■ Aim of the exercise ■
Copy each line of the data below in which the word "treeview" can be found.
*** Opening of Data to process ***
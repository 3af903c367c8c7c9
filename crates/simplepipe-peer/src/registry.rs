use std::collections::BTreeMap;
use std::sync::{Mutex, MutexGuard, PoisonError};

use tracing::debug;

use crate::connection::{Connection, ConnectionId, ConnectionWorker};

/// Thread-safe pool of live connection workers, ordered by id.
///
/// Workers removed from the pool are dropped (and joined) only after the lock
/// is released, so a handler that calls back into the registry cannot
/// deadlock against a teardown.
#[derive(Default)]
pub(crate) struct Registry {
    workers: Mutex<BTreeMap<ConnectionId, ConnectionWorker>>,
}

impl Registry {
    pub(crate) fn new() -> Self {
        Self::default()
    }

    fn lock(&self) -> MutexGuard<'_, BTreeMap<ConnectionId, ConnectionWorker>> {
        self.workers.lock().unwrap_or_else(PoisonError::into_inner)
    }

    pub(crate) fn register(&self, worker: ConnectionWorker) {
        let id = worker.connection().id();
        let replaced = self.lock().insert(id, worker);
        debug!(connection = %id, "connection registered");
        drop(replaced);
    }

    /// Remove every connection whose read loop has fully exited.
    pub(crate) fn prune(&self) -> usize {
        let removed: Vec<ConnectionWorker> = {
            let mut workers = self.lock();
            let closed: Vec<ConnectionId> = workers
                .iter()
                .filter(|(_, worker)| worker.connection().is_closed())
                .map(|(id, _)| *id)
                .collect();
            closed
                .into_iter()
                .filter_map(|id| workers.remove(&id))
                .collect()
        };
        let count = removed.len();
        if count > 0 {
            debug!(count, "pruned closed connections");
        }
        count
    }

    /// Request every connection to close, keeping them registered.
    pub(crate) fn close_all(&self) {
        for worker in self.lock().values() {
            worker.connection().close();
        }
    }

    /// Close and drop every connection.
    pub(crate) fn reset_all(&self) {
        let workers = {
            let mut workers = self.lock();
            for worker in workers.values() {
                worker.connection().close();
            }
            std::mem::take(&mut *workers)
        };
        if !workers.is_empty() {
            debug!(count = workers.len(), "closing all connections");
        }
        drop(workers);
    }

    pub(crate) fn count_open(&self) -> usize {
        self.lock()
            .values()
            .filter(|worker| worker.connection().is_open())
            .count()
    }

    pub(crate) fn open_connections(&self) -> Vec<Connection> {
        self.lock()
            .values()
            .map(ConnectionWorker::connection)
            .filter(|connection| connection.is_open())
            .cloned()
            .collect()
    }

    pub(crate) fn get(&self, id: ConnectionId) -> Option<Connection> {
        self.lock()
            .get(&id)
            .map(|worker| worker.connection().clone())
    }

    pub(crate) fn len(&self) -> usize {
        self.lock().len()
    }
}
*** Close of Data to process ***
*** Opening of Data to process ***
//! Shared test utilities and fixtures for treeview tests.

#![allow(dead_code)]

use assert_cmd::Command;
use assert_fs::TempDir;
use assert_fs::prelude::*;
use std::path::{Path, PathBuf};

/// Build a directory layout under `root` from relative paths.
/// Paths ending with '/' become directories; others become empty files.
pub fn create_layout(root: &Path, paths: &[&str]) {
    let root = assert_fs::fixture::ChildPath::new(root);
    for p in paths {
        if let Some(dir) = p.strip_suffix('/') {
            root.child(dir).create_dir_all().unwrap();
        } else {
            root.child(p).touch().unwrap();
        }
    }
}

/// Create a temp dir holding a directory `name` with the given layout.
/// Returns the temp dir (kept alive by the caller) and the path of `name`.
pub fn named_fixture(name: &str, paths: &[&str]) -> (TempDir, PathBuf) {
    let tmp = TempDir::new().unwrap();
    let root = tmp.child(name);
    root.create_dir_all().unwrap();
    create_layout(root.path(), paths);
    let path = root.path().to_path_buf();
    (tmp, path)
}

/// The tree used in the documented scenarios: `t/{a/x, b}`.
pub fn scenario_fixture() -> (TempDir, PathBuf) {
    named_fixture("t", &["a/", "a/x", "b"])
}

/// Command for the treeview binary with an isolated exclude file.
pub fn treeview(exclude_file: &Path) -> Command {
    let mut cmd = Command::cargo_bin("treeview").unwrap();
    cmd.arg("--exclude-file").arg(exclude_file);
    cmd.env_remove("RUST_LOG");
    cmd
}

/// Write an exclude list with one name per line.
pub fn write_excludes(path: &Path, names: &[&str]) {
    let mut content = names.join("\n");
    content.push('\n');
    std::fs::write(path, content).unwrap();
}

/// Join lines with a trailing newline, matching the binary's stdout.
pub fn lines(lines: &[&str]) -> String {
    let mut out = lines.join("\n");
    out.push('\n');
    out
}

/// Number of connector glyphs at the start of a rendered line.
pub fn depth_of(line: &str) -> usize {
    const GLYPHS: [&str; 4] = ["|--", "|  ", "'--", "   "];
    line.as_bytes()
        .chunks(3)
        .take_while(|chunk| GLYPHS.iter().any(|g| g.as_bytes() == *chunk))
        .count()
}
*** Close of Data to process ***
■ Task result ■
//! Shared test utilities and fixtures for treeview tests.
/// Command for the treeview binary with an isolated exclude file.
pub fn treeview(exclude_file: &Path) -> Command {
    let mut cmd = Command::cargo_bin("treeview").unwrap();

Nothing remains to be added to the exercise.